Harriet Monroe, ed. (1860–1936). The New Poetry: An Anthology. 1917.

Conversation

Isidor Schneider

I
“SUPPOSE,” he thought, “there are invisible beings, fairies, elves;

Suppose rheumatism is nothing but Robin-pinches;

Suppose a wind is only the beating of fairy wings

And fairy fingers doffing your hat to invisible majesties.”

He sat on the bench motionless.

The dust sifted upon him,

Leaves caught upon his clothing,

Vagrant sheets of paper wrapped about his feet.

“Chance is decent and does not leave the silent things exposed.

She covers the stone with moss, and spreads

A coverlet of mold upon the unmoving things.

“Suppose I stayed here a year?

Would the elves come and cover me with leaf drift, and dust

Carefully shaken over me?

Would they sow seeds under my feet?

Would the moss grow from the clay on the soles of my shoe?

Would I be wound in spider-webs?”

II
Another one sat down beside him

And cut his world in two.

He moved back as if to drag back the severed half,

But the other one held it tenaciously.

His very shadow was a seal of possession, ineffaceable.

For a moment they sat still, taut,

Like two who tug at a rope.

“Pleasant day?”

“Pleasant day!”

And so they fused their world with sticky speech.

“I was wondering how it would be

To be a year in one place—

For the rain to soften you, and the wind to mold you,

And the dust to fill in your cracks.”

“You would be a tree then:

Your toes would drip into roots;

Your arms would be long brown branches

Holding leaves like cups to fill with sunlight and dew.”

“If I were silent

The invisible realms would open about me;

The unseen people would build a road between my feet—

They would build a city in the shadow of my knees,

Like cities built below mountains.

I might be their sphinx, satiate with questions.”
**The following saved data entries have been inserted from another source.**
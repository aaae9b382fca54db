// Copyright (c) Microsoft Corporation.
// Licensed under the MIT license.

//! Channels are the synchronization primitive of coroutines.
//!
//! A channel holds up to `capacity` buffered values. Receivers that find nothing register themselves and block; a
//! sender hands its value straight to the first registration whose [Trigger] it manages to fire, so a selector that
//! already completed another case refuses it. Senders that find no taker and no free slot park their value as an
//! offer and block until a receiver takes it. Only the coroutine holding the turn token touches a channel, so the lock
//! below never contends between coroutines; it only keeps the host driver honest when it uses a channel between two
//! dispatcher calls.

//======================================================================================================================
// Imports
//======================================================================================================================

use crate::runtime::scheduler::{
    context::Context,
    waker::Trigger,
};
use ::parking_lot::Mutex;
use ::std::{
    collections::VecDeque,
    fmt,
    sync::Arc,
};

//======================================================================================================================
// Structures
//======================================================================================================================

/// Failure of [Channel::send_async]. The value is handed back.
#[derive(PartialEq, Eq)]
pub enum TrySendError<T> {
    /// The buffer is full and no receiver is waiting.
    Full(T),
    /// The channel is closed.
    Closed(T),
}

/// Failure of [Channel::recv_async].
#[derive(Clone, Copy, Debug, PartialEq, Eq)]
pub enum TryRecvError {
    /// Nothing to receive right now.
    Empty,
    /// The channel is closed and drained.
    Closed,
}

/// Value of a blocked send operation. The send completes when whoever takes the value fires `owner` for `case`.
struct Offer<T> {
    value: T,
    owner: Arc<Trigger>,
    case: usize,
}

/// A blocked receive operation, registered as `case` of `trigger`.
struct Registration<T> {
    id: u64,
    trigger: Arc<Trigger>,
    case: usize,
    /// Value handed over by a sender after firing `trigger`.
    delivered: Option<T>,
}

struct ChannelState<T> {
    name: String,
    capacity: usize,
    buffer: VecDeque<T>,
    offers: VecDeque<Offer<T>>,
    /// Registered receivers, in registration order.
    receivers: Vec<Registration<T>>,
    closed: bool,
    next_registration: u64,
}

/// A channel of values of type `T`. Clones refer to the same channel.
pub struct Channel<T> {
    state: Arc<Mutex<ChannelState<T>>>,
}

/// Receiver registration of a blocked operation. Dropping it unregisters, so a coroutine that unwinds while blocked
/// stops counting as a receiver.
pub(crate) struct Listener<T> {
    channel: Channel<T>,
    id: Option<u64>,
}

/// Offers of a blocked operation. Dropping it withdraws whatever no receiver took yet.
pub(crate) struct Pending<T> {
    channel: Channel<T>,
    owner: Arc<Trigger>,
}

//======================================================================================================================
// Associate Functions
//======================================================================================================================

impl<T> ChannelState<T> {
    /// Takes the oldest offer not owned by `exclude`. Offers whose owner already completed through another channel are
    /// stale and get discarded on the way.
    fn take_offer(&mut self, exclude: Option<&Arc<Trigger>>) -> Option<T> {
        let mut i: usize = 0;
        while i < self.offers.len() {
            if exclude.map_or(false, |trigger| Arc::ptr_eq(&self.offers[i].owner, trigger)) {
                i += 1;
                continue;
            }
            let offer: Offer<T> = self.offers.remove(i)?;
            if offer.owner.try_fire(offer.case) {
                return Some(offer.value);
            }
        }
        None
    }

    /// Moves offers into free buffer slots, completing their senders.
    fn refill(&mut self, exclude: Option<&Arc<Trigger>>) {
        while self.buffer.len() < self.capacity {
            match self.take_offer(exclude) {
                Some(value) => self.buffer.push_back(value),
                None => break,
            }
        }
    }

    fn take(&mut self, exclude: Option<&Arc<Trigger>>) -> Option<T> {
        match self.buffer.pop_front() {
            Some(value) => {
                self.refill(exclude);
                Some(value)
            },
            None => self.take_offer(exclude),
        }
    }

    /// Hands `value` to the first registered receiver that commits to it, else buffers it if there is a free slot.
    fn try_put(&mut self, value: T) -> Result<(), T> {
        for registration in self.receivers.iter_mut() {
            if registration.delivered.is_none() && registration.trigger.try_fire(registration.case) {
                registration.delivered = Some(value);
                return Ok(());
            }
        }
        if self.buffer.len() < self.capacity {
            self.buffer.push_back(value);
            return Ok(());
        }
        Err(value)
    }

    fn park(&mut self, value: T, owner: Arc<Trigger>, case: usize) {
        self.offers.push_back(Offer { value, owner, case });
    }

    fn register(&mut self, trigger: Arc<Trigger>, case: usize) -> u64 {
        let id: u64 = self.next_registration;
        self.next_registration += 1;
        self.receivers.push(Registration {
            id,
            trigger,
            case,
            delivered: None,
        });
        id
    }

    /// Removes a registration, returning the value handed to it, if any.
    fn unregister(&mut self, id: u64) -> Option<T> {
        let index: usize = self.receivers.iter().position(|registration| registration.id == id)?;
        self.receivers.remove(index).delivered
    }
}

impl<T> Channel<T> {
    pub(crate) fn new(name: String, capacity: usize) -> Self {
        trace!("new(): name={:?}, capacity={:?}", name, capacity);
        Self {
            state: Arc::new(Mutex::new(ChannelState {
                name,
                capacity,
                buffer: VecDeque::with_capacity(capacity),
                offers: VecDeque::new(),
                receivers: Vec::new(),
                closed: false,
                next_registration: 0,
            })),
        }
    }

    pub fn name(&self) -> String {
        self.state.lock().name.clone()
    }

    pub fn capacity(&self) -> usize {
        self.state.lock().capacity
    }

    /// Number of values sitting in the buffer.
    pub fn len(&self) -> usize {
        self.state.lock().buffer.len()
    }

    pub fn is_empty(&self) -> bool {
        self.len() == 0
    }

    pub fn is_closed(&self) -> bool {
        self.state.lock().closed
    }

    /// Receives a value, blocking the calling coroutine until one is available. Returns `None` once the channel is
    /// closed and drained.
    pub fn recv(&self, ctx: &Context) -> Option<T> {
        loop {
            let reason: String = {
                let mut state = self.state.lock();
                if let Some(value) = state.take(None) {
                    return Some(value);
                }
                if state.closed {
                    return None;
                }
                format!("blocked on {}.Recv", state.name)
            };
            let trigger: Arc<Trigger> = Trigger::new(ctx.waker());
            let listener: Listener<T> = self.listen(trigger.clone(), 0);
            while trigger.fired().is_none() {
                ctx.block(reason.clone());
            }
            // Fired without a value when the channel got closed.
            if let Some(value) = listener.finish() {
                return Some(value);
            }
        }
    }

    /// Receives a value if one is available right now.
    pub fn recv_async(&self) -> Result<T, TryRecvError> {
        let mut state = self.state.lock();
        match state.take(None) {
            Some(value) => Ok(value),
            None if state.closed => Err(TryRecvError::Closed),
            None => Err(TryRecvError::Empty),
        }
    }

    /// Sends a value, blocking the calling coroutine until a receiver or a buffer slot takes it.
    ///
    /// Panics if the channel is closed, including when it gets closed while the value is still pending.
    pub fn send(&self, ctx: &Context, value: T) {
        let value: T = match self.poll_send(value) {
            Ok(()) => return,
            Err(value) => value,
        };
        let trigger: Arc<Trigger> = Trigger::new(ctx.waker());
        let reason: String = format!("blocked on {}.Send", self.name());
        let _pending: Pending<T> = self.park(value, trigger.clone(), 0);
        loop {
            ctx.block(reason.clone());
            if trigger.fired().is_some() {
                return;
            }
            if self.is_closed() {
                panic!("send on closed channel {}", self.name());
            }
        }
    }

    /// Sends a value if the channel can accept it right now. Never blocks and never panics.
    pub fn send_async(&self, value: T) -> Result<(), TrySendError<T>> {
        let mut state = self.state.lock();
        if state.closed {
            return Err(TrySendError::Closed(value));
        }
        state.try_put(value).map_err(TrySendError::Full)
    }

    /// Closes the channel. Buffered values stay receivable, blocked receivers wake up and pending senders panic when
    /// they resume.
    ///
    /// Panics if the channel is already closed.
    pub fn close(&self) {
        let discarded: Vec<T> = {
            let mut state = self.state.lock();
            if state.closed {
                let name: String = state.name.clone();
                drop(state);
                panic!("close of closed channel {}", name);
            }
            debug!("close(): name={:?}", state.name);
            state.closed = true;
            for registration in &state.receivers {
                if registration.delivered.is_none() {
                    registration.trigger.try_fire(registration.case);
                }
            }
            let discarded: Vec<T> = state
                .offers
                .drain(..)
                .map(|offer: Offer<T>| {
                    offer.owner.nudge();
                    offer.value
                })
                .collect();
            discarded
        };
        drop(discarded);
    }

    /// Puts a value without blocking, panicking if the channel is closed.
    pub(crate) fn poll_send(&self, value: T) -> Result<(), T> {
        let mut state = self.state.lock();
        if state.closed {
            let name: String = state.name.clone();
            drop(state);
            panic!("send on closed channel {}", name);
        }
        state.try_put(value)
    }

    /// Selector support: takes a value, or reports that the channel is closed and drained with `Some(None)`.
    pub(crate) fn poll_recv(&self, exclude: Option<&Arc<Trigger>>) -> Option<Option<T>> {
        let mut state = self.state.lock();
        match state.take(exclude) {
            Some(value) => Some(Some(value)),
            None if state.closed => Some(None),
            None => None,
        }
    }

    /// Registers a receiver as `case` of `trigger`. Senders fire the trigger before handing over a value.
    pub(crate) fn listen(&self, trigger: Arc<Trigger>, case: usize) -> Listener<T> {
        let id: u64 = self.state.lock().register(trigger, case);
        Listener {
            channel: self.clone(),
            id: Some(id),
        }
    }

    /// Parks a value as `case` of `owner` until a receiver takes it.
    pub(crate) fn park(&self, value: T, owner: Arc<Trigger>, case: usize) -> Pending<T> {
        self.state.lock().park(value, owner.clone(), case);
        Pending {
            channel: self.clone(),
            owner,
        }
    }

    /// Drops the offers parked by `owner`.
    fn withdraw(&self, owner: &Arc<Trigger>) {
        let withdrawn: Vec<Offer<T>> = {
            let mut state = self.state.lock();
            let (withdrawn, kept): (Vec<Offer<T>>, Vec<Offer<T>>) = ::std::mem::take(&mut state.offers)
                .into_iter()
                .partition(|offer: &Offer<T>| Arc::ptr_eq(&offer.owner, owner));
            state.offers = kept.into();
            withdrawn
        };
        drop(withdrawn);
    }
}

impl<T> Listener<T> {
    /// Unregisters, returning the value a sender handed over, if any.
    pub(crate) fn finish(mut self) -> Option<T> {
        let id: u64 = self.id.take()?;
        let delivered: Option<T> = self.channel.state.lock().unregister(id);
        delivered
    }
}

//======================================================================================================================
// Trait Implementations
//======================================================================================================================

impl<T> Drop for Listener<T> {
    fn drop(&mut self) {
        if let Some(id) = self.id.take() {
            let delivered: Option<T> = self.channel.state.lock().unregister(id);
            drop(delivered);
        }
    }
}

impl<T> Drop for Pending<T> {
    fn drop(&mut self) {
        self.channel.withdraw(&self.owner);
    }
}

impl<T> Clone for Channel<T> {
    fn clone(&self) -> Self {
        Self {
            state: self.state.clone(),
        }
    }
}

impl<T> fmt::Debug for Channel<T> {
    fn fmt(&self, f: &mut fmt::Formatter<'_>) -> fmt::Result {
        let state = self.state.lock();
        f.debug_struct("Channel")
            .field("name", &state.name)
            .field("capacity", &state.capacity)
            .field("len", &state.buffer.len())
            .field("closed", &state.closed)
            .finish()
    }
}

impl<T> fmt::Debug for TrySendError<T> {
    fn fmt(&self, f: &mut fmt::Formatter<'_>) -> fmt::Result {
        match self {
            TrySendError::Full(_) => f.write_str("Full(..)"),
            TrySendError::Closed(_) => f.write_str("Closed(..)"),
        }
    }
}

impl<T> fmt::Display for TrySendError<T> {
    fn fmt(&self, f: &mut fmt::Formatter<'_>) -> fmt::Result {
        match self {
            TrySendError::Full(_) => f.write_str("sending on a full channel"),
            TrySendError::Closed(_) => f.write_str("sending on a closed channel"),
        }
    }
}

impl fmt::Display for TryRecvError {
    fn fmt(&self, f: &mut fmt::Formatter<'_>) -> fmt::Result {
        match self {
            TryRecvError::Empty => f.write_str("receiving on an empty channel"),
            TryRecvError::Closed => f.write_str("receiving on a closed channel"),
        }
    }
}

//======================================================================================================================
// Unit Tests
//======================================================================================================================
“There is no invisible world

Except the worlds you do not see.

These can be reached by travel.

Your stillness will not be inviolate—

All things using life will apportion you

With shrewd husbandry:

The birds will inherit your head and your shoulders;

Hungry things will not spare you;

Insects and beasts will dispute your flesh,

And bound your body for dwelling-places.”

“There is no need of travel—

Stillness will invite these other worlds

That are delayed by distance.

The wind will plant about my feet

Their final flowers;

The rivers will wash their soil under my roots;

The travel-urge will throw

Their curious sampled people out to me.

The other worlds I mean are mixed with this—

They course within our life

Like floods within the ocean.”

“I do not think these things—

They walk like strangers out beyond my mind;

Only of this world, which I see suddenly

Like clouds disclosed by lightnings.

Love came to me suddenly;

Hatred armed my hands once,

And I knew remorse.

Hunger and a red wound

Taught me the thin texture of life.”

“They say the sky is distance only,

And the color of distance is blue.

And that is why violets, who have the distance of fragility,

Are blue.

Since there are larger worlds around us

There must be smaller other-worlds within us,

If one could find them.”

“We who are within the waiting-rooms of existence

Should not peer into the deeper halls,

Nor tempt the attendants with our lauding curiosity.”

“Can you not watch how the ceilings and the walls

Mark the backs of other rooms?

Can you not let your mind tentatively therein?”

“No—I would still suspect it.”

“Well—?”

“Well—I’ll be going; good-day?”

“Good day!”

And one man walked away, brushing from him crawling words;

While the other sat still,

Wiping from his world

The stains of conversation.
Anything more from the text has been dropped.